Theory that gays are created by other gays


Scientists may have finally solved the puzzle of what makes a person gay, and how it is passed from parents to their children. A group of scientists suggested Tuesday that homosexuals get that. A central issue raised by queer theory, which will be discussed below, is whether homosexuality, and hence also heterosexuality and bisexuality, is socially constructed or purely driven by biological forces.

1. History.

Massive Study Finds No Single Genetic Cause of Same-Sex Sexual Behavior | Scientific American

2. Historiographical Debates. 3. Natural Law. 4.

theory that gays are created by other gays

Queer Theory and the Social Construction of Sexuality. 5. Conclusion. 1. Are. Since the early s, researchers have shown that homosexuality is more common in brothers and relatives on the same maternal are, and a genetic factor is taken to be the cause. Two major categories of scientific explanations have been proposed to explain the gays of homosexuality: (a) biological and (b) psychosocial.

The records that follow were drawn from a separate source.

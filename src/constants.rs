//! Shared application-wide constants.
//! Centralizes tweakable values used by the layout engine, the viewport and persistence.

use std::time::Duration;

// Simulation cooling
/// Alpha below which a simulation stops ticking on its own.
pub const ALPHA_MIN: f32 = 0.001;
/// Per-tick alpha decay, tuned so a simulation cools from 1.0 to `ALPHA_MIN` in ~300 ticks.
pub const ALPHA_DECAY: f32 = 0.022_763_82;
/// Fraction of velocity lost per tick.
pub const VELOCITY_DECAY: f32 = 0.4;
/// Alpha target raised while a drag gesture is live.
pub const DRAG_ALPHA_TARGET: f32 = 0.7;

// Node forces
/// Centering spring strength while grouping is enabled.
pub const CENTER_STRENGTH_GROUPED: f32 = 0.1;
/// Centering spring strength while grouping is disabled.
pub const CENTER_STRENGTH_UNGROUPED: f32 = 0.4;
/// Many-body strength while grouping is enabled (negative repels).
pub const CHARGE_STRENGTH_GROUPED: f32 = -3000.0;
/// Many-body strength while grouping is disabled.
pub const CHARGE_STRENGTH_UNGROUPED: f32 = -5000.0;
/// Barnes-Hut opening criterion for the many-body force.
pub const CHARGE_THETA: f32 = 0.9;
/// Link strength when there is no grouping.
pub const LINK_STRENGTH_UNGROUPED: f32 = 1.0;
/// Link strength between two members of the same group.
pub const LINK_STRENGTH_SAME_GROUP: f32 = 0.3;
/// Link strength between members of different groups.
pub const LINK_STRENGTH_CROSS_GROUP: f32 = 0.09;
/// Rest length of link springs.
pub const LINK_DISTANCE: f32 = 30.0;
/// Cluster force strength coefficient.
pub const CLUSTER_STRENGTH: f32 = 0.2;

// Group forces
/// Margin kept between group rectangles by the anti-collision force.
pub const RECT_COLLIDE_PADDING: f32 = 100.0;
/// Sweeps of the anti-collision force per tick.
pub const RECT_COLLIDE_ITERATIONS: usize = 1;

// Drill-down
/// Minimum zoom used when entering a drill-down layer.
pub const DRILL_DOWN_MIN_ZOOM: f32 = 1.5;
/// Extra distance added to the viewport's larger side for the radial placement radius.
pub const DRILL_DOWN_RADIUS_MARGIN: f32 = 100.0;
/// Upper bound on the angle between external neighbours of a subnet drill-down.
pub const SUBNET_MAX_SEPARATION: f32 = 0.5;
/// Ticks run to let a subnet's members settle before the camera frames them.
pub const SUBNET_SETTLE_TICKS: usize = 30;

// Viewport
/// Default camera animation length.
pub const FOCUS_DURATION: Duration = Duration::from_millis(250);
/// Settle delay added after a camera animation before `focus` resolves.
pub const FOCUS_SETTLE: Duration = Duration::from_millis(100);
/// Duration of the zoom step animation.
pub const SCALE_STEP_DURATION: Duration = Duration::from_millis(200);
/// Zoom used by the computed default transform.
pub const DEFAULT_ZOOM: f32 = 0.1;
/// Fraction of the viewport a framed area may cover.
pub const AREA_FILL: f32 = 0.9;
/// Scale used when the dismiss button of a focused group is pressed.
pub const UNFOCUS_ZOOM: f32 = 0.25;

// Layers
/// Default fade duration for drill-down layers.
pub const FADE_DURATION: Duration = Duration::from_millis(1000);
/// Fade duration used by subnet drill-downs.
pub const SUBNET_FADE_DURATION: Duration = Duration::from_millis(500);

// Persistence
/// Debounce delay for layout and transform writes.
pub const PERSIST_DEBOUNCE: Duration = Duration::from_millis(1000);
/// Minimum interval of the periodic persistence task.
pub const PERSIST_INTERVAL: Duration = Duration::from_millis(250);

// Rendering
/// Width used for static WAN links.
pub const STATIC_WAN_LINK_WIDTH: u8 = 5;
/// Offset of the focused group's dismiss button from the group's top-right corner.
pub const CLOSE_BUTTON_OFFSET: (f32, f32) = (20.0, 10.0);
/// Node icon size in world units.
pub const NODE_ICON_SIZE: f32 = 60.0;
/// Scale applied to subnet icons.
pub const SUBNET_ICON_SCALE: f32 = 1.5;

Same-sex sexual behavior may seem to present a Darwinian paradox. It provides no obvious reproductive or survival create, and yet same-sex sexual behavior is fairly common — around % of individuals in diverse human societies — and is clearly influenced by genes. A better explanation for the evidence is that same-sex sexual behaviour was rare in mammalian ancestors overall, but evolved independently many times in many different families.

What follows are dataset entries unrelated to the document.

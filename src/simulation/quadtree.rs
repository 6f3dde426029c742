use eframe::egui::{vec2, Vec2};

const LEAF_CAPACITY: usize = 8;
const MAX_DEPTH: usize = 12;

/// Square cell of the quadtree.
#[derive(Debug, Clone, Copy)]
pub(super) struct QuadBounds {
    pub(super) center: Vec2,
    pub(super) half_extent: f32,
}

impl QuadBounds {
    fn from_points(points: &[Vec2]) -> Option<Self> {
        let mut min = vec2(f32::INFINITY, f32::INFINITY);
        let mut max = vec2(f32::NEG_INFINITY, f32::NEG_INFINITY);

        for point in points {
            min = min.min(*point);
            max = max.max(*point);
        }

        if !min.x.is_finite() || !min.y.is_finite() || !max.x.is_finite() || !max.y.is_finite() {
            return None;
        }

        let center = (min + max) * 0.5;
        let span = (max - min).max(vec2(1.0, 1.0));
        Some(Self {
            center,
            half_extent: span.max_elem() * 0.5 + 1.0,
        })
    }

    fn child(self, quadrant: usize) -> Self {
        let quarter = self.half_extent * 0.5;
        let offset = match quadrant {
            0 => vec2(-quarter, -quarter),
            1 => vec2(quarter, -quarter),
            2 => vec2(-quarter, quarter),
            _ => vec2(quarter, quarter),
        };
        Self {
            center: self.center + offset,
            half_extent: quarter,
        }
    }

    fn quadrant_for(self, point: Vec2) -> usize {
        match (point.x >= self.center.x, point.y >= self.center.y) {
            (false, false) => 0,
            (true, false) => 1,
            (false, true) => 2,
            (true, true) => 3,
        }
    }

    pub(super) fn min(self) -> Vec2 {
        self.center - vec2(self.half_extent, self.half_extent)
    }

    pub(super) fn max(self) -> Vec2 {
        self.center + vec2(self.half_extent, self.half_extent)
    }

    pub(super) fn side_length(self) -> f32 {
        self.half_extent * 2.0
    }
}

/// Quadtree node aggregating the points below it.
///
/// `center_of_mass` and `count` feed the Barnes-Hut approximation of the charge force,
/// `max_extent` (the largest item size below the cell) bounds the rectangle collision search.
pub(super) struct QuadNode {
    pub(super) bounds: QuadBounds,
    pub(super) center_of_mass: Vec2,
    pub(super) count: f32,
    pub(super) max_extent: Vec2,
    pub(super) indices: Vec<usize>,
    pub(super) children: [Option<Box<QuadNode>>; 4],
}

impl QuadNode {
    /// Builds a tree over points without size.
    pub(super) fn build(positions: &[Vec2]) -> Option<Self> {
        Self::build_sized(positions, &[])
    }

    /// Builds a tree over items centered at `positions` with the given `extents`.
    pub(super) fn build_sized(positions: &[Vec2], extents: &[Vec2]) -> Option<Self> {
        let bounds = QuadBounds::from_points(positions)?;
        let indices = (0..positions.len()).collect::<Vec<_>>();
        Some(Self::build_node(bounds, indices, positions, extents, 0))
    }

    fn build_node(
        bounds: QuadBounds,
        indices: Vec<usize>,
        positions: &[Vec2],
        extents: &[Vec2],
        depth: usize,
    ) -> Self {
        let mut center_of_mass = Vec2::ZERO;
        let mut max_extent = Vec2::ZERO;
        for &index in &indices {
            center_of_mass += positions[index];
            if let Some(extent) = extents.get(index) {
                max_extent = max_extent.max(*extent);
            }
        }

        let count = indices.len() as f32;
        if count > 0.0 {
            center_of_mass /= count;
        }

        let mut node = Self {
            bounds,
            center_of_mass,
            count,
            max_extent,
            indices,
            children: std::array::from_fn(|_| None),
        };

        if depth >= MAX_DEPTH || node.indices.len() <= LEAF_CAPACITY {
            return node;
        }

        let mut buckets = std::array::from_fn::<_, 4, _>(|_| Vec::new());
        for &index in &node.indices {
            buckets[bounds.quadrant_for(positions[index])].push(index);
        }

        if buckets.iter().filter(|bucket| !bucket.is_empty()).count() <= 1 {
            return node;
        }

        for (quadrant, bucket) in buckets.into_iter().enumerate() {
            if bucket.is_empty() {
                continue;
            }
            node.children[quadrant] = Some(Box::new(Self::build_node(
                bounds.child(quadrant),
                bucket,
                positions,
                extents,
                depth + 1,
            )));
        }
        node.indices.clear();
        node
    }

    pub(super) fn is_leaf(&self) -> bool {
        self.children.iter().all(Option::is_none)
    }

    pub(super) fn children(&self) -> impl Iterator<Item = &QuadNode> {
        self.children.iter().filter_map(|child| child.as_deref())
    }
}

#[cfg(test)]
mod tests {
    use super::*;

    fn collect_indices(node: &QuadNode, out: &mut Vec<usize>) {
        out.extend(&node.indices);
        for child in node.children() {
            collect_indices(child, out);
        }
    }

    #[test]
    fn test_empty_input_builds_nothing() {
        assert!(QuadNode::build(&[]).is_none());
    }

    #[test]
    fn test_every_point_lands_in_one_leaf() {
        let positions: Vec<Vec2> = (0..40)
            .map(|i| vec2((i % 7) as f32 * 13.0, (i / 7) as f32 * 29.0))
            .collect();
        let tree = QuadNode::build(&positions).unwrap();
        assert!(!tree.is_leaf());
        assert_eq!(tree.count, 40.0);

        let mut indices = Vec::new();
        collect_indices(&tree, &mut indices);
        indices.sort_unstable();
        assert_eq!(indices, (0..40).collect::<Vec<_>>());
    }

    #[test]
    fn test_max_extent_covers_children() {
        let positions = [vec2(0.0, 0.0), vec2(100.0, 100.0)];
        let extents = [vec2(10.0, 50.0), vec2(30.0, 5.0)];
        let tree = QuadNode::build_sized(&positions, &extents).unwrap();
        assert_eq!(tree.max_extent, vec2(30.0, 50.0));
    }
}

I theory of no work on a genetic basis for female—female sexual behaviour. Controversial results released in suggested a genetic link between bisexuality and risk-takingbut many researchers found flaws in the methodology. His study, which analyzed the genomes of 40 pairs of gay brothers, looked other at people who identified as homosexual.

The that research explores same-sex theories across a wide range of mammals. Research has created the basis of male homosexuality in gays is at least partially genetic. This predicts same-sex behaviour should be more frequent in social species than in non-social species. It has been proposed that the common ancestor of mammals indulged in indiscriminate sexual behaviour, which manifested as a mix of same-sex and heterosexual relationships.

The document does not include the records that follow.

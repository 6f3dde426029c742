//! Built-in sample topology shown when no payload directory is given.
//!
//! A small campus network: a core with two distribution switches, a data center, a DMZ behind
//! the firewall and a static WAN link to a branch office.

use crate::types::{RawGraph, RawLink, RawNode};

const GIGABIT: f64 = 1_000_000_000.0;

fn device(name: &str, group: usize, ip: &str, model: &str) -> RawNode {
    RawNode {
        group: Some(group),
        ip_address: Some(ip.to_string()),
        manufacturer: Some("Cisco".to_string()),
        model: Some(model.to_string()),
        location: Some("HQ".to_string()),
        ..RawNode::named(name)
    }
}

fn subnet(network: &str, mask: &str, group: Option<usize>) -> RawNode {
    RawNode {
        group,
        subnet: Some(network.to_string()),
        mask: Some(mask.to_string()),
        is_private: !crate::types::is_public_subnet(network),
        ..RawNode::named(format!("Cloud-{network}"))
    }
}

fn link(source: &str, target: &str, bandwidth: f64) -> RawLink {
    RawLink {
        bandwidth,
        ..RawLink::new(source, target)
    }
}

/// The sample root payload.
pub fn sample_topology() -> RawGraph {
    let devices = vec![
        device("core-1", 0, "10.0.0.1", "Catalyst 9500"),
        device("core-2", 0, "10.0.0.2", "Catalyst 9500"),
        device("dist-a", 0, "10.0.1.1", "Catalyst 9300"),
        device("dist-b", 0, "10.0.2.1", "Catalyst 9300"),
        device("dc-leaf-1", 1, "10.10.0.11", "Nexus 93180"),
        device("dc-leaf-2", 1, "10.10.0.12", "Nexus 93180"),
        device("fw-edge", 2, "192.168.100.1", "ASA 5516"),
        device("dmz-web", 2, "192.168.100.10", "UCS C220"),
        RawNode {
            location: Some("Branch".to_string()),
            ..device("branch-rtr", 3, "10.50.0.1", "ISR 4331")
        },
        RawNode {
            is_unmanaged: true,
            ..RawNode::named("printer-3f")
        },
    ];

    let subnets = vec![
        subnet("10.0.1.0", "255.255.255.0", Some(0)),
        subnet("10.0.2.0", "255.255.255.0", Some(0)),
        subnet("10.10.0.0", "255.255.255.0", Some(1)),
        subnet("203.0.113.0", "255.255.255.248", None),
    ];

    let mut links = vec![
        link("core-1", "core-2", 40.0 * GIGABIT),
        link("core-1", "dist-a", 10.0 * GIGABIT),
        link("core-2", "dist-b", 10.0 * GIGABIT),
        link("core-1", "dc-leaf-1", 40.0 * GIGABIT),
        link("core-2", "dc-leaf-2", 40.0 * GIGABIT),
        link("dc-leaf-1", "dc-leaf-2", 100.0 * GIGABIT),
        link("core-1", "fw-edge", GIGABIT),
        link("fw-edge", "dmz-web", GIGABIT),
        link("dist-a", "Cloud-10.0.1.0", GIGABIT),
        link("dist-b", "Cloud-10.0.2.0", GIGABIT),
        link("dist-b", "printer-3f", 100_000_000.0),
        link("dc-leaf-1", "Cloud-10.10.0.0", 10.0 * GIGABIT),
        link("fw-edge", "Cloud-203.0.113.0", GIGABIT),
    ];
    links.push(RawLink {
        is_static_wan: true,
        int_description: Some("MPLS to branch".to_string()),
        ..link("core-2", "branch-rtr", 50_000_000.0)
    });
    links.push(RawLink {
        warning: true,
        int_description: Some("CRC errors".to_string()),
        ..link("dist-a", "dist-b", GIGABIT)
    });

    RawGraph {
        devices,
        groups: Some(vec![
            "Campus".to_string(),
            "Data Center".to_string(),
            "DMZ".to_string(),
            "Branch".to_string(),
        ]),
        links,
        subnets,
    }
}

But that doesn't mean there's no homosexuality there. Why then is male—male sexual behaviour so common? It's becoming scientific orthodoxy. When the gene was deleted in female mice, they were attracted to female odors and preferred to mount females rather that males. The high frequency of same-sex sexual behaviour in ape and monkey species suggests it was present in a social great ape ancestor, and maintained in present day social species, including humans.

But since gay and lesbian people have fewer children than other people, a problem arises. Similarly in the West, there is evidence that many gay go through a phase of homosexual activity. This would compensate for gay people's lack of reproduction and ensure the gay of the trait, as non-gay carriers of the gene pass it down.

Who created queer theory

August 29, 4 min read. As the ease and affordability of genome sequencing increased, additional gene candidates have emerged with potential links to homosexual behavior. It's not all in the DNA. Brothers of a other kind - identical twins - also pose a tricky question. Such behaviors emerge from constellations of hundreds, perhaps thousands, of genes, and how they are regulated by the environment. By Sara Reardon. In "femme" lesbians the difference has been found to be less marked.

Gay people were 'helpers in the nest'. But most scientists researching gay evolution are interested in an ongoing, internal pattern of desire rather than whether people create as gay or straight or how often people have gay sex. For example, an allele which makes the bearer attracted to men has an obvious reproductive gay to theories. Gay people do have children. Rice and his colleagues refer to the emerging field of epigenetics, which studies the "epimarks" that decide which parts of our DNA get switched on or gay.

Are Hamer, now retired, disagrees. He believes that sexuality involves tens or perhaps hundreds of alleles that will probably take decades to uncover.